Türkiye'nin keşfedilen bakir tek kil havzası ve burada yer alan ocakların yüzde
70-80'i halen çalışıyor.
Asit de üretiyor çukurlar dolmalı
Çevre Mühendisleri Odası ve çevreciler duruma tepkili. Jeoloji Mühendisi
Tahir Öngür, 'Dehşet verici bir görüntü. Bir de çukurları dolduran sular oradaki
madenlerle etkileşime giriyor ve asit üretiyor.
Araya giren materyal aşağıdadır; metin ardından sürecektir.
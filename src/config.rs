//! Project configuration loader describing where the dataset and images live.

use std::fs;
use std::path::{Path, PathBuf};

use log::warn;
use serde::Deserialize;

use crate::error::ReconcileError;

const DEFAULT_CONFIG_FILE: &str = "reconcile.config.json";

/// Discoverable project configuration describing file locations and matching knobs.
#[derive(Debug, Clone, Deserialize)]
#[serde(default)]
pub struct ReconcileConfig {
  /// Path, relative to the project root, of the JSON record list.
  pub dataset_path: String,
  /// Path, relative to the project root, of the directory holding the images.
  pub assets_dir: String,
  /// Canonical public path that corrected references are rebuilt under.
  pub public_prefix: String,
  /// Minimum similarity ratio accepted by the similarity-ranked strategy.
  pub similarity_cutoff: f64,
  /// Maximum number of candidates listed per image in suggestion mode.
  pub suggestion_limit: usize,
  /// Record attribute used to locate the re-casing anchor.
  pub anchor_field: String,
  /// Maximum number of applied changes echoed in the console report.
  pub report_sample_limit: usize,
}

impl Default for ReconcileConfig {
  fn default() -> Self {
    Self {
      dataset_path: "src/data/cards.json".into(),
      assets_dir: "public/assets/cards".into(),
      public_prefix: "/assets/cards".into(),
      similarity_cutoff: 0.5,
      suggestion_limit: 5,
      anchor_field: "name".into(),
      report_sample_limit: 20,
    }
  }
}

impl ReconcileConfig {
  /// Attempt to load configuration from the provided project root.
  ///
  /// When the configuration file does not exist we fallback to default values so a bare
  /// checkout still works with the conventional layout. A file that exists but cannot be
  /// read is reported before falling back.
  pub fn discover(project_root: &Path) -> Self {
    let candidate = project_root.join(DEFAULT_CONFIG_FILE);
    if !candidate.exists() {
      return Self::default();
    }
    match Self::load(&candidate) {
      Ok(config) => config,
      Err(err) => {
        warn!("{err}; using default configuration");
        Self::default()
      }
    }
  }

  /// Read configuration from a specific JSON file.
  pub fn from_path(path: &Path) -> Option<Self> {
    Self::load(path).ok()
  }

  /// Read configuration from a specific JSON file, keeping the failure reason.
  pub fn load(path: &Path) -> Result<Self, ReconcileError> {
    let content = fs::read_to_string(path).map_err(|err| ReconcileError::Io {
      path: path.to_path_buf(),
      source: err,
    })?;
    serde_json::from_str(&content).map_err(|err| ReconcileError::Parse {
      path: path.to_path_buf(),
      source: err,
    })
  }

  /// Reject settings the matching strategies cannot work with.
  pub fn validate(&self) -> Result<(), ReconcileError> {
    if !(0.0..=1.0).contains(&self.similarity_cutoff) {
      return Err(ReconcileError::InvalidConfig {
        setting: "similarity_cutoff",
        reason: format!("{} is outside [0, 1]", self.similarity_cutoff),
      });
    }
    if self.public_prefix.trim_matches('/').is_empty() {
      return Err(ReconcileError::InvalidConfig {
        setting: "public_prefix",
        reason: "must name a directory".into(),
      });
    }
    Ok(())
  }

  /// Absolute location of the dataset for the given project root.
  pub fn dataset_file(&self, project_root: &Path) -> PathBuf {
    project_root.join(&self.dataset_path)
  }

  /// Absolute location of the image directory for the given project root.
  pub fn assets_path(&self, project_root: &Path) -> PathBuf {
    project_root.join(&self.assets_dir)
  }
}
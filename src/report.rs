//! Plain-text rendering of run reports for the console.

use std::fmt::Write as _;

use crate::models::{RecaseReport, ReconcileReport, Suggestion};

/// Render a reconciliation report, echoing at most `sample_limit` applied changes.
pub fn render_reconcile_report(report: &ReconcileReport, pool_size: usize, sample_limit: usize) -> String {
  let mut out = String::new();
  let _ = writeln!(out, "Assets scanned: {pool_size}");
  let _ = writeln!(out, "Records processed: {}", report.total_records);
  let _ = writeln!(out, "Already correct: {}", report.already_correct);
  let _ = writeln!(out, "Updated image paths: {}", report.applied.len());

  if !report.applied.is_empty() {
    let shown = report.applied.len().min(sample_limit);
    if shown < report.applied.len() {
      let _ = writeln!(out, "\nSample updates ({shown} of {}):", report.applied.len());
    } else {
      let _ = writeln!(out, "\nUpdates:");
    }
    for change in report.applied.iter().take(shown) {
      let _ = writeln!(out, "  {} -> {} ({})", change.old, change.new, change.method.label());
    }
  }

  if report.unresolved.is_empty() {
    let _ = writeln!(out, "\nAll image paths matched to files.");
  } else {
    let _ = writeln!(out, "\nUnresolved image paths: {}", report.unresolved.len());
    for entry in &report.unresolved {
      let _ = writeln!(out, "  {}", entry.image);
    }
  }

  out
}

/// Render a re-casing report.
pub fn render_recase_report(report: &RecaseReport) -> String {
  let mut out = String::new();
  let _ = writeln!(
    out,
    "Processed {} entries starting at index {}.",
    report.processed, report.start_index
  );
  let _ = writeln!(out, "Updated image paths: {}", report.changed.len());
  for change in &report.changed {
    let _ = writeln!(out, "  {} -> {}", change.old, change.new);
  }
  out
}

/// Render suggestion lists, one block per unmatched reference.
pub fn render_suggestions(suggestions: &[Suggestion]) -> String {
  let mut out = String::from("Unmatched entries with suggestions:\n");
  for suggestion in suggestions {
    let _ = writeln!(out, "\n {}", suggestion.image);
    if suggestion.candidates.is_empty() {
      let _ = writeln!(out, "    No suggestions");
    }
    for candidate in &suggestion.candidates {
      let _ = writeln!(out, "    {candidate}");
    }
  }
  let _ = writeln!(out, "\nTotal unmatched: {}", suggestions.len());
  out
}
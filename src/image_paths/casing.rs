/// Re-case a filename as `Capitalised` basename plus lower-case extension.
///
/// Returns `None` when the filename has no extension or when its basename holds no
/// upper-case letter, i.e. when the filename is left as it is.
pub fn recase_filename(filename: &str) -> Option<String> {
    let (basename, extension) = filename.rsplit_once('.')?;
    if !basename.chars().any(char::is_uppercase) {
        return None;
    }

    Some(format!(
        "{}.{}",
        capitalise(basename),
        extension.to_lowercase()
    ))
}

fn capitalise(value: &str) -> String {
    let lower = value.to_lowercase();
    let mut chars = lower.chars();
    match chars.next() {
        Some(first) => first.to_uppercase().chain(chars).collect(),
        None => lower,
    }
}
O bölgeler yaşama da elverişli
değil' dedi.
Öngür, Şile'de seramik hammaddesi olarak kullanılan kil ocaklarının
bulunduğunu anlatarak, 'Ağva ve batısında ise tek tük taş ocakları var. Bu tür
çalışmalarda alt yapıyı Maden İşleri Genel Müdürlüğü, üst yapıyı ise Çevre ve
Orman Bakanlığı ile ona bağlı il müdürlükleri denetlemekle görevli. İşletmeler
iş bittikten sonra da çukurları doldurmalı' diye konuştu.
Rehabilite edilmeli
İstanbul Teknik Üniversitesi İnşaat Fakültesi Çevre Mühendisliği Bölümü'nden
Prof. Dr. Kadir Alp ise 'Bu işi yapan firmalar yönetmeliklere uymak durumunda.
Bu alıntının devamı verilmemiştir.